Kein Ende des Konflikts um die Ladenöffnung in Bad Ischl
Heuer müssen die Geschäfte am 15. August in Bad Ischl geschlossen bleiben
Ausgabe: 2010/32, Landesöffnung, Ausnahmeregelung, Bad Ischl, Verfassungsdienst, Gewerkschaft, Maria Himmelfahrt
11.08.2010
- Paul Stütz
Bad Ischler Kaufleute wollten ihre Geschäfte am 15. August, Maria Himmelfahrt, offen halten. Anders als letztes Jahr gibt es dafür jedoch keine Ausnahmegenehmigung. Die Gewerkschaft befürchtet neuerliche Anträge für 2011 und wappnet sich in ihrem Kampf um den freien Tag.

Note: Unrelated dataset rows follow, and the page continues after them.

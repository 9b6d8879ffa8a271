/// Database models for Tasklane access control
///
/// This module contains the persisted entities and their Postgres queries.
/// Queries take a `&mut PgConnection` so they can run inside the transaction
/// opened by [`crate::store::postgres::PgStore`].
///
/// # Models
///
/// - `user`: Principals known to the identity subsystem
/// - `project`: Projects and their cached owner reference
/// - `membership`: User-project relationships with roles
/// - `task`: Project and personal tasks
/// - `invitation`: Time-bounded invitation tokens

pub mod invitation;
pub mod membership;
pub mod project;
pub mod task;
pub mod user;

pub use invitation::{Invitation, InvitationStatus, InvitationTransition, NewInvitation};
pub use membership::{Membership, ProjectRole};
pub use project::{CreateProject, Project};
pub use task::{CreateTask, Task, TaskStatus};
pub use user::{CreateUser, User};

Über klingelnde Kassen konnten sich Bad Ischls Innenstadt-Kaufleute am 15. August des vergangenen Jahres freuen. Möglich machte diese Feiertagsöffnung eine Ausnahmegenehmigung von Wirtschaftslandesrat Viktor Sigl. Die Argumentation der Geschäftsleute: Man wolle die Touristenströme rund um den Kaisergeburtstag am 18. August nutzen und damit auch helfen, Arbeitsplätze zu erhalten. Die Gewerkschaft der Privatangestellten protestierte mit einer Sperre der Einfahrten zur Innenstadt.
Verfassungsdienst soll prüfen. Auch heuer legten sich Gewerkschafter gegen eine mögliche Öffnung am Marienfeiertag quer. Denn in Bad Ischl gab es Überlegungen, am 15. August aufzusperren. Dass nun an diesem Tag keine Öffnung der Innenstadtgeschäfte in Bad Ischl möglich ist, liegt hauptsächlich daran, dass der Feiertag auch ein Sonntag ist. Aus dem Büro des Wirtschaftslandesrates lässt man offen, wie man bei einem etwaigen Antrag auf Öffnung an Maria Himmelfahrt 2011 vorgehen wird. „Das wird nächstes Jahr wieder neu zu prüfen sein“, sagt Sigl. Im Kampf um den freien Feiertag will sich die Gewerkschaft jedenfalls wappnen und den Verfassungsdienst prüfen lassen. Ein positiver Bescheid für die Feiertagsöffnung, wie ihn Wirtschaftslandesrat Sigl im Jahr 2009 ausgestellt hat, solle damit für rechtswidrig erklärt werden können. „Es ist nicht zu verstehen, wieso sich Touristen am Feiertag mit Schuhen eindecken müssen“, sagt Gottfried Rieser von der GPA und stellt den Sinn des Kaiserfestes generell in Frage. „Wir leben seit 90 Jahren in einer Demokratie.“ Es sei die Frage, ob dieser Kaiser-Hype überhaupt noch zeitgemäß ist.